→ **DATA**
^^^^^^^^^^^^^^^^

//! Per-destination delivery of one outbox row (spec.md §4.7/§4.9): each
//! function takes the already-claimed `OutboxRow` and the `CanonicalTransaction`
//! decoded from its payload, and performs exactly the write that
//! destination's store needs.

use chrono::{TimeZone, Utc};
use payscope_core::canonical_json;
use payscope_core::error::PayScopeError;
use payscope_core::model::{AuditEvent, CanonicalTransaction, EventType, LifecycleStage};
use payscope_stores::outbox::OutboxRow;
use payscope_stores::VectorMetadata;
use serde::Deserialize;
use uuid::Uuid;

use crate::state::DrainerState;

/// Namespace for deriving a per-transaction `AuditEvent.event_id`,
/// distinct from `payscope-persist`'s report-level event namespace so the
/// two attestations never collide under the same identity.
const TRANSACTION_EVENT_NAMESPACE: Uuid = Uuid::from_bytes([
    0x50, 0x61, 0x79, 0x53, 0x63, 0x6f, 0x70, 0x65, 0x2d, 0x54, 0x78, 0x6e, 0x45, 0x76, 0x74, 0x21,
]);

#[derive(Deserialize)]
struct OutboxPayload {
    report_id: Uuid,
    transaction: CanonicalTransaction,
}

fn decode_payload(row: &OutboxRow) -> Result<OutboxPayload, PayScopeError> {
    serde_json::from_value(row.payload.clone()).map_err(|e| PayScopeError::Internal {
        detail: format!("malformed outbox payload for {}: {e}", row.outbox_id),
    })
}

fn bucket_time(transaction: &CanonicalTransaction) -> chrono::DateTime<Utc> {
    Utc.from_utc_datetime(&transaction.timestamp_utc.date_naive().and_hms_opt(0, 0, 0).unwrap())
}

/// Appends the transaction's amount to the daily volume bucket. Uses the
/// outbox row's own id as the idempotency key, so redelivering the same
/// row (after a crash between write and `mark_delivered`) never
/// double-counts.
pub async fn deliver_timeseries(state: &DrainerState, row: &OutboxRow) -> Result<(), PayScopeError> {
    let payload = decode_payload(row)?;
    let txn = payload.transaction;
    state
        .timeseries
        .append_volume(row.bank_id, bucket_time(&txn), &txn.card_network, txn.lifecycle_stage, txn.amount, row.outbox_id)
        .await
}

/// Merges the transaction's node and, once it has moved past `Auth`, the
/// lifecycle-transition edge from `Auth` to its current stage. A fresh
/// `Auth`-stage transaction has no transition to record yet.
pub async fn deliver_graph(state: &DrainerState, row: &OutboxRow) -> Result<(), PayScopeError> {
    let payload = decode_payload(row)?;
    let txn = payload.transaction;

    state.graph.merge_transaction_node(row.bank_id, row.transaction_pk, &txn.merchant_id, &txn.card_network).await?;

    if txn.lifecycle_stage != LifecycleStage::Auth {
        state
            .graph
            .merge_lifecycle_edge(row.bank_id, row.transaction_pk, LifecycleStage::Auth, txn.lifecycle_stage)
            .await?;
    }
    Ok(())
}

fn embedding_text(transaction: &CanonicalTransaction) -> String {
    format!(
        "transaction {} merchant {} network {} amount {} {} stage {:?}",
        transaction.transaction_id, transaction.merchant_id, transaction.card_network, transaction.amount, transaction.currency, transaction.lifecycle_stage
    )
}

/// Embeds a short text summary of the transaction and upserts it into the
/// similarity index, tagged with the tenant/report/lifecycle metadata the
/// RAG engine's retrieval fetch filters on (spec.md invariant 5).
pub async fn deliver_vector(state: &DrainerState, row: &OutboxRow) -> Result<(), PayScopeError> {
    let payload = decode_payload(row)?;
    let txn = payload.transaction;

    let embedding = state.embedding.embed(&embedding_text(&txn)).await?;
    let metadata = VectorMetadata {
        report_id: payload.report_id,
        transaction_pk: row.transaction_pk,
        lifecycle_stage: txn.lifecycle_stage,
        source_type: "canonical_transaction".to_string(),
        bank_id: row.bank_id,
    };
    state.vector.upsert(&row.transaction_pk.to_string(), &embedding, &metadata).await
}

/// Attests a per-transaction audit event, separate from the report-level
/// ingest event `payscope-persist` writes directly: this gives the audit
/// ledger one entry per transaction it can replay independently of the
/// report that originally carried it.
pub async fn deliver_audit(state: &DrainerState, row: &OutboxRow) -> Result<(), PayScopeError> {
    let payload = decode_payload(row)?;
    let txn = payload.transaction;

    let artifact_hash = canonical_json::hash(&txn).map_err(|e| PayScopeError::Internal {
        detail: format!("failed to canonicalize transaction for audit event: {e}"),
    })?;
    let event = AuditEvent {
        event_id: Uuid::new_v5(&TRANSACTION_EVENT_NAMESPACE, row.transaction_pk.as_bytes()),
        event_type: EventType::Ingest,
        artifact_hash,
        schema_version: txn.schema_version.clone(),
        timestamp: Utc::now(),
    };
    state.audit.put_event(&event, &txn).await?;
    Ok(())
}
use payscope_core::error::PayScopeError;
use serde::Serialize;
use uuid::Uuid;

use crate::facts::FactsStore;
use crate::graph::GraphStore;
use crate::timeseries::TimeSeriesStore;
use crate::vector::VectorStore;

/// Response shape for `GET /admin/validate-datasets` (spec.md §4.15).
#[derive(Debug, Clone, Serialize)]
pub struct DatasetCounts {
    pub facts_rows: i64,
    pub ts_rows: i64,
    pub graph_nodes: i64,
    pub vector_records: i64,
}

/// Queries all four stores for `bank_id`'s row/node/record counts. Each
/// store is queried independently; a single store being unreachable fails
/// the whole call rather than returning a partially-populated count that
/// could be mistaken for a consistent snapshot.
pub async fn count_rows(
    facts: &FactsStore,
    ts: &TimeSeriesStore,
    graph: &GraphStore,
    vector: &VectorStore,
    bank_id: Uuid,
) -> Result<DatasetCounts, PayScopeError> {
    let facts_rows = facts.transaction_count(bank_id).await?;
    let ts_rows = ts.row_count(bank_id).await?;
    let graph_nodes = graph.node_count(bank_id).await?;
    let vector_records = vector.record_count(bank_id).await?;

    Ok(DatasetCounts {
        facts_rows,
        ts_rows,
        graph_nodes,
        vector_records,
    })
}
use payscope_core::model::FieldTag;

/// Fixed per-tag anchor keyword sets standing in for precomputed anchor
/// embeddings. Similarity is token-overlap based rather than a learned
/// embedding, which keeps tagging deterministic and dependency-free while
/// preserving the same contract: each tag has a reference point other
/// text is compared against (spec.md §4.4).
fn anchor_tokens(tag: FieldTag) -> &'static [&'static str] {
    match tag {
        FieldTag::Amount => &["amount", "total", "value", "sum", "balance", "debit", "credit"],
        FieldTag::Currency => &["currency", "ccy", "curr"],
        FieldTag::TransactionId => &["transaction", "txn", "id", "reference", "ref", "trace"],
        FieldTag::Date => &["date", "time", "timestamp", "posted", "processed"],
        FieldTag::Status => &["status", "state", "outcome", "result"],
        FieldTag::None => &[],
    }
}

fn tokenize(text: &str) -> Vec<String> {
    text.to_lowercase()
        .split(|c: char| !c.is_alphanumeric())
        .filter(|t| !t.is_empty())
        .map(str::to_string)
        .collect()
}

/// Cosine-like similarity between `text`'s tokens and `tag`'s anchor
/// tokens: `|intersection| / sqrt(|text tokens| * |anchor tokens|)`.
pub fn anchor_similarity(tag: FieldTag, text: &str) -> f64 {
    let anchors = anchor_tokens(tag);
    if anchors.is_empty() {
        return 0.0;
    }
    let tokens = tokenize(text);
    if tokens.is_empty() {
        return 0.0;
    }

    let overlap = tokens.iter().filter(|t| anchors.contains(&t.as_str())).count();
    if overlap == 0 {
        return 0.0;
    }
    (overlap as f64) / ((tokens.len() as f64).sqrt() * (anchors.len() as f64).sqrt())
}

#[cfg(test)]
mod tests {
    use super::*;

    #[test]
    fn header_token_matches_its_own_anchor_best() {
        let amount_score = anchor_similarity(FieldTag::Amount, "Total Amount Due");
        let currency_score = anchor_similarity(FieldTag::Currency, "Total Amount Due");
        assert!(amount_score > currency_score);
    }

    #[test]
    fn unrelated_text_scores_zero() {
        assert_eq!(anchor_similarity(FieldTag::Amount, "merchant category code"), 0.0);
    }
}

^^^^^^^^^^^^^^^^

→ **ABOUT THIS EXERCISE**
Give only the count of lines in the listing that contain the string "persist".

→ **COMPLETED TASK**
2